Last month, Trudeau announced that WE Charity — which has close ties to the Trudeau family — would administer the Canada Student Service Grant, a program to provide eligible students with grants of up to $5,000.

The grants are intended to help students cover the cost of post-secondary education in the fall. The amount of the grant depends on how much time students spend doing volunteer work.

Asked if she thought WE Charity had the capacity to administer the federal student volunteer program, Douglas said it was “impossible” for her to say because she had resigned months before the contract was awarded.

“Insofar as their ability to deliver on that program, I just don’t know,” she said.
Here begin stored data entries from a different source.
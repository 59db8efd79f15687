// HTTP routes configuration
// Author: kelexine (https://github.com/kelexine)

use super::handlers::{
    geocode_handler, health_handler, mcp_handler, metrics_handler, weather_handler,
};
use super::middleware::{cors_layer, request_id_layers};
use crate::config::ServerConfig;
use crate::mcp::McpServer;
use crate::tools::Tools;
use axum::{
    routing::{get, post},
    Router,
};
use std::sync::Arc;
use tower_http::trace::TraceLayer;

#[derive(Clone)]
pub struct AppState {
    pub tools: Arc<Tools>,
    pub mcp: McpServer,
}

pub fn create_router(config: &ServerConfig, tools: Arc<Tools>) -> Router {
    let state = AppState {
        mcp: McpServer::new(tools.clone()),
        tools,
    };

    let (set_request_id, propagate_request_id) = request_id_layers();

    let mut app = Router::new()
        .route("/health", get(health_handler))
        .route("/metrics", get(metrics_handler))
        .route("/api/weather", get(weather_handler))
        .route("/api/geocode", get(geocode_handler))
        .route("/mcp", post(mcp_handler))
        .layer(TraceLayer::new_for_http())
        .layer(propagate_request_id)
        .layer(set_request_id)
        .with_state(state);

    if config.enable_cors {
        app = app.layer(cors_layer());
    }

    app
}
// Error types for the mapgate gateway
// Author: kelexine (https://github.com/kelexine)

use axum::http::StatusCode;
use axum::response::{IntoResponse, Response};
use serde_json::json;
use thiserror::Error;

#[derive(Error, Debug)]
pub enum GatewayError {
    /// A required request parameter was missing or blank.
    #[error("{0}")]
    Validation(String),

    /// Transport or decode failure talking to a third-party API.
    #[error("Upstream error: {0}")]
    Upstream(String),

    #[error("Configuration error: {0}")]
    Config(String),

    #[error("IO error: {0}")]
    Io(#[from] std::io::Error),

    #[error("JSON error: {0}")]
    Json(#[from] serde_json::Error),

    #[error("Config parsing error: {0}")]
    ConfigParsing(#[from] config::ConfigError),

    #[error("Internal error: {0}")]
    Internal(String),
}

impl GatewayError {
    /// Error for a required query parameter, e.g. `City parameter is required`.
    pub fn missing_param(field: &str) -> Self {
        GatewayError::Validation(format!("{} parameter is required", field))
    }
}

// Convert GatewayError to HTTP responses for Axum
impl IntoResponse for GatewayError {
    fn into_response(self) -> Response {
        let status = match self {
            GatewayError::Validation(_) => StatusCode::BAD_REQUEST,
            GatewayError::Upstream(_) => StatusCode::BAD_GATEWAY,
            _ => StatusCode::INTERNAL_SERVER_ERROR,
        };

        let body = json!({
            "success": false,
            "error": self.to_string(),
        });

        (status, axum::Json(body)).into_response()
    }
}

pub type Result<T> = std::result::Result<T, GatewayError>;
The contract awarded to WE Charity was arranged as a contribution agreement between WE and the federal government, and not through a competitive process. It has since been dissolved.

Shortly after it was announced that WE Charity would be running the program, the Liberal government came under fire from opposition parties and some in the charitable sector over the Trudeau family’s relationship with the charity.

Trudeau and his mother, Margaret, have appeared at a number of WE Day events, while Trudeau’s wife, Sophie Grégoire Trudeau, hosts a podcast for the group called “WE Well-being.”

Initially, WE Charity said members of the Trudeau family were not paid for appearing at WE events, although Sophie Grégoire Trudeau had been reimbursed for travel expenses.

Despite WE Charity’s ties to the Trudeau family, Douglas said the board of directors viewed the organization as non-partisan.

“It was always our view, at least in the board of directors, that we were indeed non-partisan, which had the potential of engaging any government, provincial, municipal or federal,” she said.

The deal is being studied by two parliamentary committees and Trudeau and Finance Minister Bill Morneau are both being investigated by Mario Dion, the conflict of interest and ethics commissioner.